The period immediately following the crisis is the one in which stimulants are usually most serviceable. Delirium is a symptom which calls for their administration, whether it is due to asthenia, pyrexia, or is an expression of blood-poisoning. When muscular tremor and subsultus tendinum are present, alcohol may usually be freely given. A critical collapse in the aged and weak, attended by great prostration and a subnormal temperature, is a condition in which alcohol shows its best effects, and the amount of asthenia will determine the amount of stimulation required.

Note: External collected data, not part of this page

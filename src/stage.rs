//! Visual playback of every track
//!
//! A stage bakes its tracks once and drives one animator per track. It has
//! no game logic, so it also serves plain "watch" playback.

use std::collections::HashSet;

use serde::Serialize;

use crate::consts::COLOR_BG;
use crate::error::SessionError;
use crate::layout::{Rect, slot_rects};
use crate::session::Overlay;
use crate::track::{Track, TrackSpec};
use crate::viewport::{ViewportAnimator, ViewportDirectives};
use crate::{Rgb, Settings, Tuning};

/// Per-track seed derived from the stage seed
pub fn track_seed(seed: u64, index: usize) -> u64 {
    (index as u64).wrapping_mul(2654435761).wrapping_add(seed)
}

/// One track's viewport this frame
#[derive(Debug, Clone, PartialEq, Serialize)]
pub struct TrackFrame {
    pub name: String,
    pub rect: Rect,
    pub color: Rgb,
    pub view: ViewportDirectives,
}

/// A complete frame for the rendering layer
#[derive(Debug, Clone, PartialEq, Serialize)]
pub struct Frame {
    pub background: Rgb,
    pub tracks: Vec<TrackFrame>,
    pub overlay: Option<Overlay>,
}

#[derive(Debug, Clone)]
pub struct Stage {
    tracks: Vec<Track>,
    animators: Vec<ViewportAnimator>,
    width: u32,
    height: u32,
}

impl Stage {
    /// Bake every track and create its animator
    ///
    /// With `effect_seed` set, particle and shake randomness is reproducible.
    pub fn new(
        specs: Vec<TrackSpec>,
        settings: Settings,
        tuning: &Tuning,
        seed: u64,
        effect_seed: Option<u64>,
        width: u32,
        height: u32,
    ) -> Result<Self, SessionError> {
        tuning.validate()?;
        if specs.is_empty() {
            return Err(SessionError::NoTracks);
        }
        let mut seen = HashSet::new();
        if let Some(dup) = specs.iter().find(|s| !seen.insert(s.name.as_str())) {
            return Err(SessionError::DuplicateTrack(dup.name.clone()));
        }

        let mut tracks = Vec::with_capacity(specs.len());
        let mut animators = Vec::with_capacity(specs.len());
        for (i, spec) in specs.into_iter().enumerate() {
            let name = spec.name.clone();
            let track = Track::bake(spec, &tuning.bake, track_seed(seed, i))
                .map_err(|source| SessionError::Bake { track: name, source })?;
            let animator = match effect_seed {
                Some(s) => ViewportAnimator::with_effect_seed(settings, tuning, track_seed(s, i)),
                None => ViewportAnimator::new(settings, tuning),
            };
            tracks.push(track);
            animators.push(animator);
        }

        log::info!("stage ready: {} tracks, {}x{}", tracks.len(), width, height);
        Ok(Self {
            tracks,
            animators,
            width,
            height,
        })
    }

    pub fn tracks(&self) -> &[Track] {
        &self.tracks
    }

    /// End of the longest track
    pub fn duration(&self) -> f64 {
        self.tracks
            .iter()
            .map(|t| t.timeline.duration())
            .fold(0.0, f64::max)
    }

    /// Slot rects with track `i` in slot `i`
    pub fn default_rects(&self) -> Vec<Rect> {
        slot_rects(self.width, self.height, self.tracks.len())
    }

    /// Advance every animator and collect its directives
    ///
    /// `rects[i]` is the on-screen rect of track `i`; a missing rect means
    /// an empty viewport.
    pub fn advance(&mut self, time: f64, dt: f32, rects: &[Rect]) -> Vec<TrackFrame> {
        self.tracks
            .iter()
            .zip(self.animators.iter_mut())
            .enumerate()
            .map(|(i, (track, animator))| {
                let rect = rects.get(i).copied().unwrap_or_default();
                let view = animator.frame(&track.timeline, track.color, time, dt, rect.size());
                TrackFrame {
                    name: track.name.clone(),
                    rect,
                    color: track.color,
                    view,
                }
            })
            .collect()
    }

    /// Watch-mode frame: default layout, no overlay
    pub fn render(&mut self, time: f64, dt: f32) -> Frame {
        let rects = self.default_rects();
        Frame {
            background: COLOR_BG,
            tracks: self.advance(time, dt, &rects),
            overlay: None,
        }
    }

    /// Clear hit guards and transient effects on every animator
    pub fn reset_effects(&mut self) {
        for animator in &mut self.animators {
            animator.reset();
        }
    }
}

#[cfg(test)]
mod tests {
    use super::*;
    use crate::error::ConfigError;

    fn specs() -> Vec<TrackSpec> {
        vec![
            TrackSpec::new("drums", [220, 80, 70], vec![0.5, 1.0, 1.5]),
            TrackSpec::new("bass", [100, 200, 100], vec![1.0, 3.0]),
        ]
    }

    fn stage() -> Stage {
        Stage::new(specs(), Settings::default(), &Tuning::default(), 9, Some(2), 1280, 720).unwrap()
    }

    #[test]
    fn test_rejects_duplicates_and_empty() {
        let mut dup = specs();
        dup.push(TrackSpec::new("drums", [0, 0, 0], vec![1.0]));
        let err = Stage::new(dup, Settings::default(), &Tuning::default(), 0, None, 640, 360);
        assert!(matches!(err, Err(SessionError::DuplicateTrack(name)) if name == "drums"));
        let err = Stage::new(vec![], Settings::default(), &Tuning::default(), 0, None, 640, 360);
        assert!(matches!(err, Err(SessionError::NoTracks)));
    }

    #[test]
    fn test_rejects_invalid_tuning() {
        let mut tuning = Tuning::default();
        tuning.effects.particle_speed_min = 400.0;
        let err = Stage::new(specs(), Settings::default(), &tuning, 0, None, 640, 360);
        assert!(matches!(
            err,
            Err(SessionError::Config(ConfigError::Invalid { field: "effects.particle_speed_min", .. }))
        ));
    }

    #[test]
    fn test_bake_failure_names_track() {
        let bad = vec![TrackSpec::new("bass", [0, 0, 0], vec![2.0, 1.0])];
        let err = Stage::new(bad, Settings::default(), &Tuning::default(), 0, None, 640, 360);
        assert!(matches!(err, Err(SessionError::Bake { track, .. }) if track == "bass"));
    }

    #[test]
    fn test_tracks_get_distinct_seeds() {
        let s = stage();
        let a = s.tracks()[0].timeline.segments()[0].p1;
        let b = s.tracks()[1].timeline.segments()[0].p1;
        assert_ne!(a, b);
        assert_eq!(s.duration(), 3.0);
    }

    #[test]
    fn test_render_uses_default_layout() {
        let mut s = stage();
        let frame = s.render(0.25, 1.0 / 60.0);
        assert_eq!(frame.background, COLOR_BG);
        assert_eq!(frame.tracks.len(), 2);
        assert_eq!(frame.tracks[1].rect, Rect::new(0, 360, 1280, 360));
        let point = frame.tracks[0].view.point.unwrap();
        assert_eq!(point.border, crate::consts::COLOR_SQUARE_BORDER);
        assert!(frame.overlay.is_none());
    }

    #[test]
    fn test_same_seeds_same_frames() {
        let mut a = stage();
        let mut b = stage();
        for f in 0..120 {
            let t = f as f64 / 60.0;
            assert_eq!(a.render(t, 1.0 / 60.0), b.render(t, 1.0 / 60.0));
        }
    }
}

It has been claimed that carbonate of ammonium in large doses stimulates the heart and prevents the formation of heart-clots by its action on the blood. The cause of heart-clot is the heart-failure, and there is no evidence that carbonate of ammonium prevents the coagulation of the blood when the blood-current is slowed. Besides, large doses of carbonate of ammonium irritate the stomach, and on this account interfere with nutrition, and thus diminish the chances of recovery. As a diffusible stimulant it is inferior to champagne. Moreover, champagne can be administered for a much longer period without causing gastric disturbances.